• _Task prompt_:
In the listing below, find every line containing "index" and copy it out.

• _Excerpted records_:
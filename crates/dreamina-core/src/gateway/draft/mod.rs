//! Draft document construction.
//!
//! The upstream describes a generation job as a deeply nested, versioned
//! JSON tree ("draft"). Node builders here compose that tree per mode and
//! serialize it once at the edge; every node gets a fresh identifier in a
//! single pass, and `main_component_id` always equals the sole component's
//! id.

pub mod models;
pub mod resolution;

use rand::Rng;
use serde_json::{json, Value};
use uuid::Uuid;

use self::resolution::ResolutionParams;

const IMAGE_DRAFT_MIN_VERSION: &str = "3.0.2";
const IMAGE_DRAFT_VERSION: &str = "3.0.9";
const VIDEO_DRAFT_VERSION: &str = "3.0.5";

/// Everything `aigc_draft/generate` needs besides the session.
#[derive(Debug, Clone)]
pub struct DraftBundle {
    pub submit_id: String,
    pub draft_content: String,
    pub metrics_extra: String,
    pub root_model: String,
    /// `da_version` query parameter matching the draft's schema version.
    pub da_version: &'static str,
    /// Extra commerce block required by video submissions.
    video_commerce: bool,
}

impl DraftBundle {
    /// Assemble the submission body around the draft content.
    pub fn submission_body(&self, assistant_id: u32) -> Value {
        let mut extend = json!({"root_model": self.root_model});
        if self.video_commerce {
            let commerce = json!({
                "benefit_type": "basic_video_operation_vgfm_v_three",
                "resource_id": "generate_video",
                "resource_id_type": "str",
                "resource_sub_type": "aigc",
            });
            extend["m_video_commerce_info"] = commerce.clone();
            extend["m_video_commerce_info_list"] = json!([commerce]);
        }

        json!({
            "extend": extend,
            "submit_id": self.submit_id,
            "metrics_extra": self.metrics_extra,
            "draft_content": self.draft_content,
            "http_common_info": {"aid": assistant_id},
        })
    }
}

/// Inputs for an image draft; `uploaded` empty means text-to-image,
/// otherwise blend mode with one ability per uri in order.
#[derive(Debug, Clone)]
pub struct ImageDraftParams<'a> {
    pub model_key: &'a str,
    pub prompt: &'a str,
    pub negative_prompt: &'a str,
    pub sample_strength: f64,
    pub resolution: ResolutionParams,
    pub uploaded: &'a [String],
}

/// Inputs for a video draft; `frames` holds first (and optionally last)
/// frame uris, in that order.
#[derive(Debug, Clone)]
pub struct VideoDraftParams<'a> {
    pub model_key: &'a str,
    pub prompt: &'a str,
    pub duration_secs: u32,
    pub resolution: ResolutionParams,
    /// Upstream resolution label, e.g. `720p`.
    pub resolution_label: &'a str,
    pub frames: &'a [String],
}

/// Seed range the web client uses for image generation.
pub fn random_seed() -> u64 {
    rand::thread_rng().gen_range(2_500_000_000u64..2_600_000_000u64)
}

fn node_id() -> String {
    Uuid::new_v4().to_string()
}

fn metrics_extra(submit_id: &str) -> String {
    json!({
        "enterFrom": "click",
        "isDefaultSeed": 1,
        "promptSource": "custom",
        "isRegenerate": false,
        "originSubmitId": submit_id,
    })
    .to_string()
}

fn metadata_node() -> Value {
    json!({
        "type": "",
        "id": node_id(),
        "created_platform": 3,
        "created_platform_version": "",
        "created_time_in_ms": chrono::Utc::now().timestamp_millis(),
        "created_did": "",
    })
}

/// The shared core parameter block; the same ratio/large-image pair is
/// echoed wherever a core param appears.
fn core_param(params: &ImageDraftParams<'_>, prompt: &str) -> Value {
    json!({
        "type": "",
        "id": node_id(),
        "model": params.model_key,
        "prompt": prompt,
        "negative_prompt": params.negative_prompt,
        "seed": random_seed(),
        "sample_strength": params.sample_strength,
        "image_ratio": params.resolution.image_ratio,
        "large_image_info": large_image_info(&params.resolution),
        "intelligent_ratio": false,
    })
}

fn large_image_info(resolution: &ResolutionParams) -> Value {
    json!({
        "type": "",
        "id": node_id(),
        "height": resolution.height,
        "width": resolution.width,
        "resolution_type": resolution.resolution_type,
    })
}

/// One uploaded reference image, as the blend ability expects it.
fn image_ref_node(uri: &str) -> Value {
    json!({
        "type": "image",
        "id": node_id(),
        "source_from": "upload",
        "platform_type": 1,
        "name": "",
        "image_uri": uri,
        "width": 0,
        "height": 0,
        "format": "",
        "uri": uri,
    })
}

/// Frame node for video drafts (same shape, component-level placement).
fn frame_node(uri: &str, resolution: &ResolutionParams) -> Value {
    json!({
        "type": "image",
        "id": node_id(),
        "source_from": "upload",
        "platform_type": 1,
        "name": "",
        "image_uri": uri,
        "width": resolution.width,
        "height": resolution.height,
        "format": "",
        "uri": uri,
    })
}

/// Build a text-to-image or blend draft.
pub fn build_image_draft(params: &ImageDraftParams<'_>) -> DraftBundle {
    let submit_id = node_id();
    let component_id = node_id();
    let blend = !params.uploaded.is_empty();

    let abilities = if blend {
        // Reference-image prompts are marked with a leading "##".
        let prompt = format!("##{}", params.prompt);
        let ability_list: Vec<Value> = params
            .uploaded
            .iter()
            .map(|uri| {
                json!({
                    "type": "",
                    "id": node_id(),
                    "name": "byte_edit",
                    "image_uri_list": [uri],
                    "image_list": [image_ref_node(uri)],
                    "strength": params.sample_strength,
                })
            })
            .collect();
        let placeholders: Vec<Value> = (0..params.uploaded.len())
            .map(|index| json!({"type": "", "id": node_id(), "ability_index": index}))
            .collect();

        json!({
            "type": "",
            "id": node_id(),
            "blend": {
                "type": "",
                "id": node_id(),
                "core_param": core_param(params, &prompt),
                "ability_list": ability_list,
                "prompt_placeholder_info_list": placeholders,
                "postedit_param": {"type": "", "id": node_id(), "generate_type": 0},
                "history_option": {"type": "", "id": node_id()},
            }
        })
    } else {
        json!({
            "type": "",
            "id": node_id(),
            "generate": {
                "type": "",
                "id": node_id(),
                "core_param": core_param(params, params.prompt),
                "history_option": {"type": "", "id": node_id()},
            }
        })
    };

    let draft = json!({
        "type": "draft",
        "id": node_id(),
        "min_version": IMAGE_DRAFT_MIN_VERSION,
        "is_from_tsn": true,
        "version": IMAGE_DRAFT_VERSION,
        "main_component_id": component_id,
        "component_list": [{
            "type": "image_base_component",
            "id": component_id,
            "min_version": IMAGE_DRAFT_MIN_VERSION,
            "aigc_mode": "workbench",
            "metadata": metadata_node(),
            "generate_type": if blend { "blend" } else { "generate" },
            "abilities": abilities,
        }],
    });

    DraftBundle {
        draft_content: draft.to_string(),
        metrics_extra: metrics_extra(&submit_id),
        submit_id,
        root_model: params.model_key.to_string(),
        da_version: IMAGE_DRAFT_VERSION,
        video_commerce: false,
    }
}

/// Build a text-to-video or image-to-video draft. The first frame always
/// precedes the last frame.
pub fn build_video_draft(params: &VideoDraftParams<'_>) -> DraftBundle {
    let submit_id = node_id();
    let component_id = node_id();

    let first_frame = params.frames.first().map(|uri| frame_node(uri, &params.resolution));
    let end_frame = params.frames.get(1).map(|uri| frame_node(uri, &params.resolution));

    let aspect_ratio = ratio_label(&params.resolution);
    let draft = json!({
        "type": "draft",
        "id": node_id(),
        "min_version": VIDEO_DRAFT_VERSION,
        "is_from_tsn": true,
        "version": VIDEO_DRAFT_VERSION,
        "main_component_id": component_id,
        "component_list": [{
            "type": "video_base_component",
            "id": component_id,
            "min_version": "1.0.0",
            "aigc_mode": "workbench",
            "metadata": metadata_node(),
            "generate_type": "gen_video",
            "abilities": {
                "type": "",
                "id": node_id(),
                "gen_video": {
                    "type": "",
                    "id": node_id(),
                    "text_to_video_params": {
                        "type": "",
                        "id": node_id(),
                        "model_req_key": params.model_key,
                        "priority": 0,
                        "seed": random_seed(),
                        "video_aspect_ratio": aspect_ratio,
                        "video_gen_inputs": [{
                            "type": "",
                            "id": node_id(),
                            "min_version": VIDEO_DRAFT_VERSION,
                            "prompt": params.prompt,
                            "resolution": params.resolution_label,
                            "duration_ms": u64::from(params.duration_secs) * 1000,
                            "fps": 24,
                            "video_mode": 2,
                            "first_frame_image": first_frame,
                            "end_frame_image": end_frame,
                        }],
                    },
                    "video_task_extra": metrics_extra(&submit_id),
                }
            },
        }],
    });

    DraftBundle {
        draft_content: draft.to_string(),
        metrics_extra: metrics_extra(&submit_id),
        submit_id,
        root_model: params.model_key.to_string(),
        da_version: VIDEO_DRAFT_VERSION,
        video_commerce: true,
    }
}

fn ratio_label(resolution: &ResolutionParams) -> &'static str {
    match resolution.image_ratio {
        1 => "1:1",
        2 => "3:4",
        3 => "4:3",
        5 => "9:16",
        6 => "2:3",
        7 => "3:2",
        8 => "21:9",
        9 => "9:21",
        _ => "16:9",
    }
}

#[cfg(test)]
mod tests {
    use super::*;
    use super::resolution::resolution_params;

    fn image_params<'a>(uploaded: &'a [String]) -> ImageDraftParams<'a> {
        ImageDraftParams {
            model_key: "high_aes_general_v30l:general_v3.0_18b",
            prompt: "a red fox",
            negative_prompt: "",
            sample_strength: 0.5,
            resolution: resolution_params("2k", "16:9").expect("supported"),
            uploaded,
        }
    }

    #[test]
    fn generate_draft_has_matching_component_ids() {
        let bundle = build_image_draft(&image_params(&[]));
        let draft: Value = serde_json::from_str(&bundle.draft_content).expect("valid json");
        let main_id = draft["main_component_id"].as_str().expect("id");
        assert_eq!(draft["component_list"][0]["id"].as_str().expect("id"), main_id);
        assert_eq!(draft["component_list"][0]["generate_type"], "generate");
        let core = &draft["component_list"][0]["abilities"]["generate"]["core_param"];
        assert_eq!(core["prompt"], "a red fox");
        assert_eq!(core["intelligent_ratio"], false);
        assert_eq!(core["image_ratio"], 4);
        assert_eq!(core["large_image_info"]["width"], 2560);
    }

    #[test]
    fn blend_draft_keeps_ability_order() {
        let uploaded = vec!["uri-one".to_string(), "uri-two".to_string()];
        let bundle = build_image_draft(&image_params(&uploaded));
        let draft: Value = serde_json::from_str(&bundle.draft_content).expect("valid json");
        let blend = &draft["component_list"][0]["abilities"]["blend"];

        let abilities = blend["ability_list"].as_array().expect("ability list");
        assert_eq!(abilities.len(), 2);
        assert_eq!(abilities[0]["image_uri_list"][0], "uri-one");
        assert_eq!(abilities[1]["image_uri_list"][0], "uri-two");
        assert_eq!(abilities[0]["name"], "byte_edit");
        assert_eq!(abilities[0]["image_list"][0]["image_uri"], "uri-one");

        let placeholders = blend["prompt_placeholder_info_list"].as_array().expect("list");
        assert_eq!(placeholders.len(), 2);
        for (index, placeholder) in placeholders.iter().enumerate() {
            assert_eq!(placeholder["ability_index"], index as u64);
        }

        assert!(blend["core_param"]["prompt"]
            .as_str()
            .expect("prompt")
            .starts_with("##"));
    }

    #[test]
    fn seed_stays_in_the_client_range() {
        for _ in 0..64 {
            let seed = random_seed();
            assert!((2_500_000_000..2_600_000_000).contains(&seed));
        }
    }

    #[test]
    fn video_draft_orders_frames() {
        let frames = vec!["first".to_string(), "last".to_string()];
        let params = VideoDraftParams {
            model_key: "dreamina_ic_generate_video_model_vgfm_3.0",
            prompt: "a fox running",
            duration_secs: 10,
            resolution: resolution_params("1k", "16:9").expect("supported"),
            resolution_label: "720p",
            frames: &frames,
        };
        let bundle = build_video_draft(&params);
        let draft: Value = serde_json::from_str(&bundle.draft_content).expect("valid json");
        let input = &draft["component_list"][0]["abilities"]["gen_video"]["text_to_video_params"]
            ["video_gen_inputs"][0];
        assert_eq!(input["first_frame_image"]["image_uri"], "first");
        assert_eq!(input["end_frame_image"]["image_uri"], "last");
        assert_eq!(input["duration_ms"], 10_000);
        assert_eq!(input["fps"], 24);

        let body = bundle.submission_body(513695);
        assert_eq!(body["extend"]["root_model"], params.model_key);
        assert!(body["extend"]["m_video_commerce_info"].is_object());
        assert_eq!(body["http_common_info"]["aid"], 513695);
    }

    #[test]
    fn image_submission_body_omits_commerce() {
        let bundle = build_image_draft(&image_params(&[]));
        let body = bundle.submission_body(513695);
        assert!(body["extend"]["m_video_commerce_info"].is_null());
        assert_eq!(body["submit_id"], bundle.submit_id);
        assert_eq!(body["draft_content"], bundle.draft_content);
    }

    #[test]
    fn every_node_gets_a_fresh_id() {
        let bundle = build_image_draft(&image_params(&[]));
        let draft: Value = serde_json::from_str(&bundle.draft_content).expect("valid json");
        let mut ids = Vec::new();
        collect_ids(&draft, &mut ids);
        let unique: std::collections::HashSet<_> = ids.iter().collect();
        // main_component_id mirrors the component id; everything else is unique.
        assert_eq!(unique.len(), ids.len() - 1);
    }

    fn collect_ids(value: &Value, out: &mut Vec<String>) {
        match value {
            Value::Object(map) => {
                for (key, entry) in map {
                    if key == "id" || key == "main_component_id" {
                        if let Some(s) = entry.as_str() {
                            out.push(s.to_string());
                        }
                    }
                    collect_ids(entry, out);
                }
            }
            Value::Array(list) => {
                for entry in list {
                    collect_ids(entry, out);
                }
            }
            _ => {}
        }
    }
}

• _Answer to the exercise_:
            .map(|index| json!({"type": "", "id": node_id(), "ability_index": index}))
        for (index, placeholder) in placeholders.iter().enumerate() {
            assert_eq!(placeholder["ability_index"], index as u64);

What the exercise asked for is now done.